Extracted data:
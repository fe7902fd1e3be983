use axum::{
    extract::{Path, State},
    http::{HeaderMap, StatusCode},
    routing::{get, post, put},
    Json, Router,
};
use serde::{Deserialize, Serialize};
use serde_json::Value;
use std::sync::Arc;

use super::{internal, provider_error, require_user, service_error, ApiError};
use crate::models::{Subtitle, User};
use crate::providers::{self, SubtitleProvider};
use crate::services::{activity, auth};
use crate::services::library::{self, LinkRequest};
use crate::services::selection::{self, ProviderChoice};
use crate::AppState;

pub fn routes() -> Router<Arc<AppState>> {
    Router::new()
        .route("/", get(list_providers))
        .route("/:name/connect", post(connect))
        .route("/:name/disconnect", post(disconnect))
        .route("/:name/settings", put(update_settings))
        .route("/:name/select/:activity_id", post(select))
        .route("/:name/link/:activity_id", post(link))
}

fn lookup(state: &AppState, name: &str) -> Result<Arc<dyn SubtitleProvider>, ApiError> {
    state
        .providers
        .get(name)
        .ok_or_else(|| (StatusCode::NOT_FOUND, format!("Unknown provider '{}'", name)))
}

#[derive(Debug, Serialize)]
pub struct ProviderInfo {
    pub name: &'static str,
    pub display_name: &'static str,
    pub requires_auth: bool,
    pub supports_hash_matching: bool,
    pub can_return_ass: bool,
    pub connected: bool,
    pub active: bool,
    pub try_provide_ass: bool,
}

fn provider_info(provider: &dyn SubtitleProvider, user: &User) -> ProviderInfo {
    let credentials = providers::get_credentials(user, provider.name());
    let credentials = credentials.as_ref();
    ProviderInfo {
        name: provider.name(),
        display_name: provider.display_name(),
        requires_auth: provider.requires_auth(),
        supports_hash_matching: provider.supports_hash_matching(),
        can_return_ass: provider.can_return_ass(),
        connected: credentials.is_some() && provider.is_authenticated(credentials),
        active: providers::is_active(credentials),
        try_provide_ass: providers::try_provide_ass(credentials),
    }
}

async fn list_providers(
    State(state): State<Arc<AppState>>,
    headers: HeaderMap,
) -> Result<Json<Vec<ProviderInfo>>, ApiError> {
    let user = require_user(&state, &headers).await?;
    Ok(Json(
        state
            .providers
            .all()
            .iter()
            .map(|p| provider_info(p.as_ref(), &user))
            .collect(),
    ))
}

#[derive(Debug, Deserialize)]
pub struct ConnectRequest {
    #[serde(default)]
    pub credentials: Value,
}

async fn connect(
    State(state): State<Arc<AppState>>,
    headers: HeaderMap,
    Path(name): Path<String>,
    Json(req): Json<ConnectRequest>,
) -> Result<Json<ProviderInfo>, ApiError> {
    let user = require_user(&state, &headers).await?;
    let provider = lookup(&state, &name)?;

    let mut stored = provider.authenticate(&req.credentials).await.map_err(|e| {
        tracing::warn!("{} rejected credentials for {}: {}", provider.name(), user.username, e);
        provider_error(&e)
    })?;

    // Reconnecting keeps the user's settings
    let previous = providers::get_credentials(&user, provider.name());
    if let (Value::Object(entry), true) = (&mut stored, providers::try_provide_ass(previous.as_ref())) {
        entry.insert("try_provide_ass".to_string(), Value::Bool(true));
    }

    providers::save_credentials(&state.db, &user.id, provider.name(), stored)
        .await
        .map_err(internal)?;
    tracing::info!("User {} connected {}", user.username, provider.display_name());

    let user = auth::get_user(&state.db, &user.id)
        .await
        .map_err(internal)?;
    Ok(Json(provider_info(provider.as_ref(), &user)))
}

async fn disconnect(
    State(state): State<Arc<AppState>>,
    headers: HeaderMap,
    Path(name): Path<String>,
) -> Result<StatusCode, ApiError> {
    let user = require_user(&state, &headers).await?;
    let provider = lookup(&state, &name)?;

    if let Some(credentials) = providers::get_credentials(&user, provider.name()) {
        if let Err(e) = provider.logout(&credentials).await {
            tracing::warn!("{} logout failed for {}: {}", provider.name(), user.username, e);
        }
    }
    providers::remove_credentials(&state.db, &user.id, provider.name())
        .await
        .map_err(internal)?;
    tracing::info!("User {} disconnected {}", user.username, provider.display_name());
    Ok(StatusCode::NO_CONTENT)
}

#[derive(Debug, Deserialize)]
pub struct SettingsRequest {
    pub try_provide_ass: bool,
}

async fn update_settings(
    State(state): State<Arc<AppState>>,
    headers: HeaderMap,
    Path(name): Path<String>,
    Json(req): Json<SettingsRequest>,
) -> Result<Json<ProviderInfo>, ApiError> {
    let user = require_user(&state, &headers).await?;
    let provider = lookup(&state, &name)?;

    if req.try_provide_ass && !provider.can_return_ass() {
        return Err((
            StatusCode::BAD_REQUEST,
            format!("{} cannot provide ASS subtitles", provider.display_name()),
        ));
    }
    let Some(Value::Object(mut entry)) = providers::get_credentials(&user, provider.name()) else {
        return Err((
            StatusCode::BAD_REQUEST,
            format!("{} is not connected", provider.display_name()),
        ));
    };

    entry.insert("try_provide_ass".to_string(), Value::Bool(req.try_provide_ass));
    providers::save_credentials(&state.db, &user.id, provider.name(), Value::Object(entry))
        .await
        .map_err(internal)?;

    let user = auth::get_user(&state.db, &user.id)
        .await
        .map_err(internal)?;
    Ok(Json(provider_info(provider.as_ref(), &user)))
}

async fn select(
    State(state): State<Arc<AppState>>,
    headers: HeaderMap,
    Path((name, activity_id)): Path<(String, String)>,
    Json(choice): Json<ProviderChoice>,
) -> Result<StatusCode, ApiError> {
    let user = require_user(&state, &headers).await?;
    let provider = lookup(&state, &name)?;
    let activity = activity::get_activity(&state.db, &user.id, &activity_id)
        .await
        .map_err(service_error)?;
    if choice.subtitle_id.is_empty() {
        return Err((StatusCode::BAD_REQUEST, "Missing provider subtitle id".to_string()));
    }

    selection::select_provider(
        &state.db,
        &user.id,
        &activity.content_id,
        activity.video_hash.as_deref(),
        &user.preferred_language,
        provider.name(),
        &choice,
    )
    .await
    .map_err(internal)?;
    tracing::info!(
        "User {} selected {} subtitle {} for {}",
        user.username,
        provider.name(),
        choice.subtitle_id,
        activity.content_id
    );
    Ok(StatusCode::NO_CONTENT)
}

async fn link(
    State(state): State<Arc<AppState>>,
    headers: HeaderMap,
    Path((name, activity_id)): Path<(String, String)>,
    Json(mut req): Json<LinkRequest>,
) -> Result<(StatusCode, Json<Subtitle>), ApiError> {
    let user = require_user(&state, &headers).await?;
    let provider = lookup(&state, &name)?;
    let activity = activity::get_activity(&state.db, &user.id, &activity_id)
        .await
        .map_err(service_error)?;
    if req.language.trim().is_empty() {
        req.language = user.preferred_language.clone();
    }

    let subtitle = library::link_provider_subtitle(&state.db, &user, &activity, provider.name(), &req)
        .await
        .map_err(service_error)?;
    Ok((StatusCode::CREATED, Json(subtitle)))
}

About this exercise: The output should restate the data exactly, with no line missing.

Exercise result:
repository fe7902fd1e3be983
use axum::{
    extract::{Path, State},
    http::{HeaderMap, StatusCode},
    routing::{get, post, put},
    Json, Router,
};
use serde::{Deserialize, Serialize};
use serde_json::Value;
use std::sync::Arc;

use super::{internal, provider_error, require_user, service_error, ApiError};
use crate::models::{Subtitle, User};
use crate::providers::{self, SubtitleProvider};
use crate::services::{activity, auth};
use crate::services::library::{self, LinkRequest};
use crate::services::selection::{self, ProviderChoice};
use crate::AppState;

pub fn routes() -> Router<Arc<AppState>> {
    Router::new()
        .route("/", get(list_providers))
        .route("/:name/connect", post(connect))
        .route("/:name/disconnect", post(disconnect))
        .route("/:name/settings", put(update_settings))
        .route("/:name/select/:activity_id", post(select))
        .route("/:name/link/:activity_id", post(link))
}

fn lookup(state: &AppState, name: &str) -> Result<Arc<dyn SubtitleProvider>, ApiError> {
    state
        .providers
        .get(name)
        .ok_or_else(|| (StatusCode::NOT_FOUND, format!("Unknown provider '{}'", name)))
}

#[derive(Debug, Serialize)]
pub struct ProviderInfo {
    pub name: &'static str,
    pub display_name: &'static str,
    pub requires_auth: bool,
    pub supports_hash_matching: bool,
    pub can_return_ass: bool,
    pub connected: bool,
    pub active: bool,
    pub try_provide_ass: bool,
}

fn provider_info(provider: &dyn SubtitleProvider, user: &User) -> ProviderInfo {
    let credentials = providers::get_credentials(user, provider.name());
    let credentials = credentials.as_ref();
    ProviderInfo {
        name: provider.name(),
        display_name: provider.display_name(),
        requires_auth: provider.requires_auth(),
        supports_hash_matching: provider.supports_hash_matching(),
        can_return_ass: provider.can_return_ass(),
        connected: credentials.is_some() && provider.is_authenticated(credentials),
        active: providers::is_active(credentials),
        try_provide_ass: providers::try_provide_ass(credentials),
    }
}

async fn list_providers(
    State(state): State<Arc<AppState>>,
    headers: HeaderMap,
) -> Result<Json<Vec<ProviderInfo>>, ApiError> {
    let user = require_user(&state, &headers).await?;
    Ok(Json(
        state
            .providers
            .all()
            .iter()
            .map(|p| provider_info(p.as_ref(), &user))
            .collect(),
    ))
}

#[derive(Debug, Deserialize)]
pub struct ConnectRequest {
    #[serde(default)]
    pub credentials: Value,
}

async fn connect(
    State(state): State<Arc<AppState>>,
    headers: HeaderMap,
    Path(name): Path<String>,
    Json(req): Json<ConnectRequest>,
) -> Result<Json<ProviderInfo>, ApiError> {
    let user = require_user(&state, &headers).await?;
    let provider = lookup(&state, &name)?;

    let mut stored = provider.authenticate(&req.credentials).await.map_err(|e| {
        tracing::warn!("{} rejected credentials for {}: {}", provider.name(), user.username, e);
        provider_error(&e)
    })?;

    // Reconnecting keeps the user's settings
    let previous = providers::get_credentials(&user, provider.name());
    if let (Value::Object(entry), true) = (&mut stored, providers::try_provide_ass(previous.as_ref())) {
        entry.insert("try_provide_ass".to_string(), Value::Bool(true));
    }

    providers::save_credentials(&state.db, &user.id, provider.name(), stored)
        .await
        .map_err(internal)?;
    tracing::info!("User {} connected {}", user.username, provider.display_name());

    let user = auth::get_user(&state.db, &user.id)
        .await
        .map_err(internal)?;
    Ok(Json(provider_info(provider.as_ref(), &user)))
}

async fn disconnect(
    State(state): State<Arc<AppState>>,
    headers: HeaderMap,
    Path(name): Path<String>,
) -> Result<StatusCode, ApiError> {
    let user = require_user(&state, &headers).await?;
    let provider = lookup(&state, &name)?;

    if let Some(credentials) = providers::get_credentials(&user, provider.name()) {
        if let Err(e) = provider.logout(&credentials).await {
            tracing::warn!("{} logout failed for {}: {}", provider.name(), user.username, e);
        }
    }
    providers::remove_credentials(&state.db, &user.id, provider.name())
        .await
        .map_err(internal)?;
    tracing::info!("User {} disconnected {}", user.username, provider.display_name());
    Ok(StatusCode::NO_CONTENT)
}

#[derive(Debug, Deserialize)]
pub struct SettingsRequest {
    pub try_provide_ass: bool,
}

async fn update_settings(
    State(state): State<Arc<AppState>>,
    headers: HeaderMap,
    Path(name): Path<String>,
    Json(req): Json<SettingsRequest>,
) -> Result<Json<ProviderInfo>, ApiError> {
    let user = require_user(&state, &headers).await?;
    let provider = lookup(&state, &name)?;

    if req.try_provide_ass && !provider.can_return_ass() {
        return Err((
            StatusCode::BAD_REQUEST,
            format!("{} cannot provide ASS subtitles", provider.display_name()),
        ));
    }
    let Some(Value::Object(mut entry)) = providers::get_credentials(&user, provider.name()) else {
        return Err((
            StatusCode::BAD_REQUEST,
            format!("{} is not connected", provider.display_name()),
        ));
    };

    entry.insert("try_provide_ass".to_string(), Value::Bool(req.try_provide_ass));
    providers::save_credentials(&state.db, &user.id, provider.name(), Value::Object(entry))
        .await
        .map_err(internal)?;

    let user = auth::get_user(&state.db, &user.id)
        .await
        .map_err(internal)?;
    Ok(Json(provider_info(provider.as_ref(), &user)))
}

async fn select(
    State(state): State<Arc<AppState>>,
    headers: HeaderMap,
    Path((name, activity_id)): Path<(String, String)>,
    Json(choice): Json<ProviderChoice>,
) -> Result<StatusCode, ApiError> {
    let user = require_user(&state, &headers).await?;
    let provider = lookup(&state, &name)?;
    let activity = activity::get_activity(&state.db, &user.id, &activity_id)
        .await
        .map_err(service_error)?;
    if choice.subtitle_id.is_empty() {
        return Err((StatusCode::BAD_REQUEST, "Missing provider subtitle id".to_string()));
    }

    selection::select_provider(
        &state.db,
        &user.id,
        &activity.content_id,
        activity.video_hash.as_deref(),
        &user.preferred_language,
        provider.name(),
        &choice,
    )
    .await
    .map_err(internal)?;
    tracing::info!(
        "User {} selected {} subtitle {} for {}",
        user.username,
        provider.name(),
        choice.subtitle_id,
        activity.content_id
    );
    Ok(StatusCode::NO_CONTENT)
}

async fn link(
    State(state): State<Arc<AppState>>,
    headers: HeaderMap,
    Path((name, activity_id)): Path<(String, String)>,
    Json(mut req): Json<LinkRequest>,
) -> Result<(StatusCode, Json<Subtitle>), ApiError> {
    let user = require_user(&state, &headers).await?;
    let provider = lookup(&state, &name)?;
    let activity = activity::get_activity(&state.db, &user.id, &activity_id)
        .await
        .map_err(service_error)?;
    if req.language.trim().is_empty() {
        req.language = user.preferred_language.clone();
    }

    let subtitle = library::link_provider_subtitle(&state.db, &user, &activity, provider.name(), &req)
        .await
        .map_err(service_error)?;
    Ok((StatusCode::CREATED, Json(subtitle)))
}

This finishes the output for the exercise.